From the records below, extract only the lines running from the line with "invalid operand error" to the line with "pub fn invalid_argument(function: impl", both lines included, reproducing them exactly.

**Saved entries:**
——

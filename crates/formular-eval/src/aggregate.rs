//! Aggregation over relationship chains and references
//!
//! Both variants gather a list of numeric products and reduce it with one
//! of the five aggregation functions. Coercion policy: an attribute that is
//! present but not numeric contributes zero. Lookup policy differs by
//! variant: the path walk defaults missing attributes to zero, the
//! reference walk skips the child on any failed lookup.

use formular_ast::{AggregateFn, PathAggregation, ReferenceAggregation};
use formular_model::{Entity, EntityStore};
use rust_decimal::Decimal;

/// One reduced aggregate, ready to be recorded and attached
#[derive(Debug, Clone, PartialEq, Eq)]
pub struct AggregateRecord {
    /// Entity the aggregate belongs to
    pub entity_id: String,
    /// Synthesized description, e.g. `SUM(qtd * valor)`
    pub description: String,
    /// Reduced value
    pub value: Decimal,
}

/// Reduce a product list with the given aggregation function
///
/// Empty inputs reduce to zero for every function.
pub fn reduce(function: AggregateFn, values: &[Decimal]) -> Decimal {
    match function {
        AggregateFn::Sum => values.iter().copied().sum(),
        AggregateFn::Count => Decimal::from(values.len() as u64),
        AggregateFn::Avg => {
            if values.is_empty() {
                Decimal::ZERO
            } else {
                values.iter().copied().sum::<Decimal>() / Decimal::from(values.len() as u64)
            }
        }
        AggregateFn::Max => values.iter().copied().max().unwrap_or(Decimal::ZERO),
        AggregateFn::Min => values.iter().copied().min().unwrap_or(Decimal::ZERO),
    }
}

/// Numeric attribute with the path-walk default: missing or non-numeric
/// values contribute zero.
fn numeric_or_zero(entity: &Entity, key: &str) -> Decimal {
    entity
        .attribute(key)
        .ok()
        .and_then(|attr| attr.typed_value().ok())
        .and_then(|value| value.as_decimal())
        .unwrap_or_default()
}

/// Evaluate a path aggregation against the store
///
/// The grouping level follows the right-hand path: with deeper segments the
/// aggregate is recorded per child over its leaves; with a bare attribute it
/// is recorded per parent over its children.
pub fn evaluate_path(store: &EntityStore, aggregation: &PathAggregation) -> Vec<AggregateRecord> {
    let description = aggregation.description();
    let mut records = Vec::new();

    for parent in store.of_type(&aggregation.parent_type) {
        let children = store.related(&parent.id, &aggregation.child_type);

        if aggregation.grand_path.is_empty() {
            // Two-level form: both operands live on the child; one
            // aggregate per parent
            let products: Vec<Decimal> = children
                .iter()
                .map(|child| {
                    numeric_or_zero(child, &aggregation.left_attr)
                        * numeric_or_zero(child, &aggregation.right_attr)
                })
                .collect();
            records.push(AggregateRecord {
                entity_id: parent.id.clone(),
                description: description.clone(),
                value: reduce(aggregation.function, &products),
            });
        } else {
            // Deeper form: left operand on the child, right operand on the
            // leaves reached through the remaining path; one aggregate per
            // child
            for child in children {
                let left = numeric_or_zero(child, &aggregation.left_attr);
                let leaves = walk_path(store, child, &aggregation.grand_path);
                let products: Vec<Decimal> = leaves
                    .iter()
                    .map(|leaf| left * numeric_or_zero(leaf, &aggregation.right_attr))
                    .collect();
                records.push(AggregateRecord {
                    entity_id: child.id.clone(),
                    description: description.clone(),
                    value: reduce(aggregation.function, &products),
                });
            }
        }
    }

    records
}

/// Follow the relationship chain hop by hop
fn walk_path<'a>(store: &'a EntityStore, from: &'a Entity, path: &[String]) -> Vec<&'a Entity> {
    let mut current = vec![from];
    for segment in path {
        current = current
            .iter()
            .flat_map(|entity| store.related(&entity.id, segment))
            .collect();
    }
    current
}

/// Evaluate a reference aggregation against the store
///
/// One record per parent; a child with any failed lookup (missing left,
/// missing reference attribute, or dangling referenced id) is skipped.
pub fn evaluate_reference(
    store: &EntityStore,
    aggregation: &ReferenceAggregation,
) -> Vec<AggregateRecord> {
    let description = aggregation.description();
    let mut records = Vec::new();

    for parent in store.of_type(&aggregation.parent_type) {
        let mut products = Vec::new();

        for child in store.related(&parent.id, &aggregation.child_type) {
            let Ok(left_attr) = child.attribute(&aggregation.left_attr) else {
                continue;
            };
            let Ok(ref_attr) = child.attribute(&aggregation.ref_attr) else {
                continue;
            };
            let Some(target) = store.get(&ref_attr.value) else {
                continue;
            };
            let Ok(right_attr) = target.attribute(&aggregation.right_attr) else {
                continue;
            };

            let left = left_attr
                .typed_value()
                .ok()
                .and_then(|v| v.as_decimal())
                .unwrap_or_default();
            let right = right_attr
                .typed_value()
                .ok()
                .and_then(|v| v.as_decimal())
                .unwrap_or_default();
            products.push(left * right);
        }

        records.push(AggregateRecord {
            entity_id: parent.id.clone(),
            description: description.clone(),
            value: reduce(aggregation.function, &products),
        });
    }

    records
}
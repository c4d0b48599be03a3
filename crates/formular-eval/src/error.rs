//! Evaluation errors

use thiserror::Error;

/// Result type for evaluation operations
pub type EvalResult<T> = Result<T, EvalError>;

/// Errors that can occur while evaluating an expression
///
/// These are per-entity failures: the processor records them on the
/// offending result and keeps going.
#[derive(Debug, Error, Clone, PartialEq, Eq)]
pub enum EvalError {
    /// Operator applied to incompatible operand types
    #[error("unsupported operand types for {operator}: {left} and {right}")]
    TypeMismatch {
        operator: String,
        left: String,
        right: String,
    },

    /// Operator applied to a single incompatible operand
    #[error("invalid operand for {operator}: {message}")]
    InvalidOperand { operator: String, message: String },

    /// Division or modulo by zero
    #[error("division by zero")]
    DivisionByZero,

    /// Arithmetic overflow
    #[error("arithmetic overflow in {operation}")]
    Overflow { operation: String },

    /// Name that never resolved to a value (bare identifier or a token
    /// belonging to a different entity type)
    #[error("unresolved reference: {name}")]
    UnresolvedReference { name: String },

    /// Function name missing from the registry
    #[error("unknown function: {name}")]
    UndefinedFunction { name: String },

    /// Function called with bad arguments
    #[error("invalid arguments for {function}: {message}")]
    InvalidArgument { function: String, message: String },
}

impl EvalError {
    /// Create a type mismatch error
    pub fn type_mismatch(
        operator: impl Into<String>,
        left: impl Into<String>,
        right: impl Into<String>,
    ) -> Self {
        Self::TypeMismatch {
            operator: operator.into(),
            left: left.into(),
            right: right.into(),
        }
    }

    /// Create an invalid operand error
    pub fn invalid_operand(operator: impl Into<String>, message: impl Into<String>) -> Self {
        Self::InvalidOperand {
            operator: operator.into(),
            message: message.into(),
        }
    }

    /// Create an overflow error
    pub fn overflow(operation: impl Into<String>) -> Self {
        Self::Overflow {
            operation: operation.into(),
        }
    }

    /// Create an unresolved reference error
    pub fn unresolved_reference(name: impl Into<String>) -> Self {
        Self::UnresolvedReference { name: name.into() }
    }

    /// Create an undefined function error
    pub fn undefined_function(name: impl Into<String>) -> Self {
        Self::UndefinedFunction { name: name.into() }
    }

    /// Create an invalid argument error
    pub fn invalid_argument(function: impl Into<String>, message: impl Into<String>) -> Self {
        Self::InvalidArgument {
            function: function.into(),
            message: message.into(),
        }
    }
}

——

**ANSWER SPACE:**
    /// Create an invalid operand error
    pub fn invalid_operand(operator: impl Into<String>, message: impl Into<String>) -> Self {
        Self::InvalidOperand {
            operator: operator.into(),
            message: message.into(),
        }
    }

    /// Create an overflow error
    pub fn overflow(operation: impl Into<String>) -> Self {
        Self::Overflow {
            operation: operation.into(),
        }
    }

    /// Create an unresolved reference error
    pub fn unresolved_reference(name: impl Into<String>) -> Self {
        Self::UnresolvedReference { name: name.into() }
    }

    /// Create an undefined function error
    pub fn undefined_function(name: impl Into<String>) -> Self {
        Self::UndefinedFunction { name: name.into() }
    }

    /// Create an invalid argument error
    pub fn invalid_argument(function: impl Into<String>, message: impl Into<String>) -> Self {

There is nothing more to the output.